Task item →
From the data that follows, report how many lines hold the string "entries", giving only the number.

Recorded data →
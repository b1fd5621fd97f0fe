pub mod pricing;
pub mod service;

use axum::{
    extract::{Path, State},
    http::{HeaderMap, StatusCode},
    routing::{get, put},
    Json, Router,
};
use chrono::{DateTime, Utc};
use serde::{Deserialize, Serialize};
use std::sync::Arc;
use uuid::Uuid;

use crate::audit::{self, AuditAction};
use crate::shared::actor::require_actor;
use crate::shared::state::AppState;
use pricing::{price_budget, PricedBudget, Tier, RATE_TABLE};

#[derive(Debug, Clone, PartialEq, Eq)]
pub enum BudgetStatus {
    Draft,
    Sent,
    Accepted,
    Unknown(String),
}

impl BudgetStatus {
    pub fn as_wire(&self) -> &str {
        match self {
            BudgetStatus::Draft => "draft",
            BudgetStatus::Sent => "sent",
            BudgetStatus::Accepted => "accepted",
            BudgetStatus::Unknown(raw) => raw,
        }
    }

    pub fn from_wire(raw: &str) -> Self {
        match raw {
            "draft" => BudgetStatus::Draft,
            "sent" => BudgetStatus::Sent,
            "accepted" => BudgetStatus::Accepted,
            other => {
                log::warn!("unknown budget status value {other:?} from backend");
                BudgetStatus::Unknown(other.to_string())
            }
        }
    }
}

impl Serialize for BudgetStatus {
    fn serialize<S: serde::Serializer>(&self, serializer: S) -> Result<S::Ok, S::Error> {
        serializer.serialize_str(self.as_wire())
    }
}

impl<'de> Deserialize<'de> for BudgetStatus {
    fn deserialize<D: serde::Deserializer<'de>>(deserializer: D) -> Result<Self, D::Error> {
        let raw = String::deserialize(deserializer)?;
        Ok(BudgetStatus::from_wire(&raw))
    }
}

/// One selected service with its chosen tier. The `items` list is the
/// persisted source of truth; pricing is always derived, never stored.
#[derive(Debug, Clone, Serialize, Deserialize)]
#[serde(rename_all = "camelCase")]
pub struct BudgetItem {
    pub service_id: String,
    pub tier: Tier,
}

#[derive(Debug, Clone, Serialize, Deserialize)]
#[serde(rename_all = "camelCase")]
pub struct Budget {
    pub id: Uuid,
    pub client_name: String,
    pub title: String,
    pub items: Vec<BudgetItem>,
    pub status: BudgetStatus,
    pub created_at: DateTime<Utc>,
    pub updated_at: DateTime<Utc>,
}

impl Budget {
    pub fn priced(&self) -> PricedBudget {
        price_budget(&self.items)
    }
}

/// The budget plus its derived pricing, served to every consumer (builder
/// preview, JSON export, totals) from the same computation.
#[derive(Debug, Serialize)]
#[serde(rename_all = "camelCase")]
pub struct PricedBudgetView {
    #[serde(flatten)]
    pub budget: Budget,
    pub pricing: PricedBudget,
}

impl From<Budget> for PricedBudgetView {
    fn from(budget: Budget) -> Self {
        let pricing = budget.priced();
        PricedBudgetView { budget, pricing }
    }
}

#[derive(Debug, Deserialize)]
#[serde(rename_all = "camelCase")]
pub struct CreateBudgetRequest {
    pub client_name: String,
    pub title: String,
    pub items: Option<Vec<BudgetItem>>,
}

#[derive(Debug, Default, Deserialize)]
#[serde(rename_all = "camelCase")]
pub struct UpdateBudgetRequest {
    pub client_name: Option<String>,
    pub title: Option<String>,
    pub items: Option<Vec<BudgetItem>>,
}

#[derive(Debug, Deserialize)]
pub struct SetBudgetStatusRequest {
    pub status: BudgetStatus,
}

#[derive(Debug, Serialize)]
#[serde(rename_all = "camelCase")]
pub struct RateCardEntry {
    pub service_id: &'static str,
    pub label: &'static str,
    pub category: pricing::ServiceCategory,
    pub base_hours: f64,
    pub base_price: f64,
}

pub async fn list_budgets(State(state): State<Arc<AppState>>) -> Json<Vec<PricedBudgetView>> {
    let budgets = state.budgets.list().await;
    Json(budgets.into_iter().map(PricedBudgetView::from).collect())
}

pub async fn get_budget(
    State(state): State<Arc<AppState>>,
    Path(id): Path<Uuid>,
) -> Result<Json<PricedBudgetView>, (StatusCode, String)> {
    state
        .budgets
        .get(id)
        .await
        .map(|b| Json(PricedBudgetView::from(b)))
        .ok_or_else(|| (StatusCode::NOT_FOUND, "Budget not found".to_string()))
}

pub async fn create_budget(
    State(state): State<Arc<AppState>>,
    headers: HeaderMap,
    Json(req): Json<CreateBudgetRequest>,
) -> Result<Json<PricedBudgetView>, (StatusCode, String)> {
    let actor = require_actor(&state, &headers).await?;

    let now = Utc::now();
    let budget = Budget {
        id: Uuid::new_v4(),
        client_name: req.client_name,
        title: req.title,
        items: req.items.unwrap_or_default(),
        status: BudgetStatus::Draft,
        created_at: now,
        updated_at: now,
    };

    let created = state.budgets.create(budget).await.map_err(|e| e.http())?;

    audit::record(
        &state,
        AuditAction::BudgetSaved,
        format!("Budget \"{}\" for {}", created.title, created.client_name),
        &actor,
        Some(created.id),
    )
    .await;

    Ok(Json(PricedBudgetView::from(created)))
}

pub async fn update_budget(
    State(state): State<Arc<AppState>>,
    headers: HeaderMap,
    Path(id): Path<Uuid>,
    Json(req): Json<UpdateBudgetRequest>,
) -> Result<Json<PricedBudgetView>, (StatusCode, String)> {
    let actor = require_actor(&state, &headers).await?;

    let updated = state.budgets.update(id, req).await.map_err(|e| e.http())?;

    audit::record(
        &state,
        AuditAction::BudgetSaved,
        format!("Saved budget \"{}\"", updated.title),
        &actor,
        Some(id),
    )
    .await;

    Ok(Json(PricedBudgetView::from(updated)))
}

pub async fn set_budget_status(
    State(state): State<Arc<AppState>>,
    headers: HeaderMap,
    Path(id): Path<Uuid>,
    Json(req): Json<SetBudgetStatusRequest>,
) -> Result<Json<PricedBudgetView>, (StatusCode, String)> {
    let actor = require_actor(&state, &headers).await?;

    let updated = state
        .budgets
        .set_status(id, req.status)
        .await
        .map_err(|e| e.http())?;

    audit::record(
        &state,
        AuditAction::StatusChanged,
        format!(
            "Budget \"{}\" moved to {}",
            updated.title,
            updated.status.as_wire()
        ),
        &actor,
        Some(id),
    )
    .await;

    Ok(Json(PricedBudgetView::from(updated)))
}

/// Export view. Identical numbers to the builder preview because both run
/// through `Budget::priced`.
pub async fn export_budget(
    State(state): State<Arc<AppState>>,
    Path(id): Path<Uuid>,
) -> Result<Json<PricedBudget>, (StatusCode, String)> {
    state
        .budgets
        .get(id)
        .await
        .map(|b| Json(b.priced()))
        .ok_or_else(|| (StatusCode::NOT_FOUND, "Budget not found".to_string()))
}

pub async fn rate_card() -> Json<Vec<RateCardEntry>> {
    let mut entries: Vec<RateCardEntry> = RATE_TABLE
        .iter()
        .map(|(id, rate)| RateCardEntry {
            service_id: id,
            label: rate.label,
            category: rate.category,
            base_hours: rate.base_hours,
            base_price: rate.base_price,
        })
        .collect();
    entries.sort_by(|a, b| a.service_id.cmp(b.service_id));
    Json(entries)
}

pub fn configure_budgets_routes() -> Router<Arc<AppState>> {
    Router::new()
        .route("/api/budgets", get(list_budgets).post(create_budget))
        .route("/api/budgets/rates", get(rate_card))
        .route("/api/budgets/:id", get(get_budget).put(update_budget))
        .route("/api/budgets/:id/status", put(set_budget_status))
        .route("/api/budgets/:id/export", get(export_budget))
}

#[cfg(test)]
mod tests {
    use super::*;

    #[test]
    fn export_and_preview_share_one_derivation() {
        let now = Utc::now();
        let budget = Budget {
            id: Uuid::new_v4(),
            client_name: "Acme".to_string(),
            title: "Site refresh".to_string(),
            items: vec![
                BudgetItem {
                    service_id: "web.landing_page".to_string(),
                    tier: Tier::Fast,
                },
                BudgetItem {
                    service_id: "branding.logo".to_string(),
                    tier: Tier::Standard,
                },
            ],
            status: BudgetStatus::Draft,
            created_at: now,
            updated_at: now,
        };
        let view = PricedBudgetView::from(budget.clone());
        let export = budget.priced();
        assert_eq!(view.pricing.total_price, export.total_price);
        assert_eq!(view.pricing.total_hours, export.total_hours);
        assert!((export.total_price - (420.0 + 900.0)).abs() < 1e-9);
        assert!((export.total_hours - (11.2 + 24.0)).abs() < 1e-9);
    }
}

Output of the exercise →
3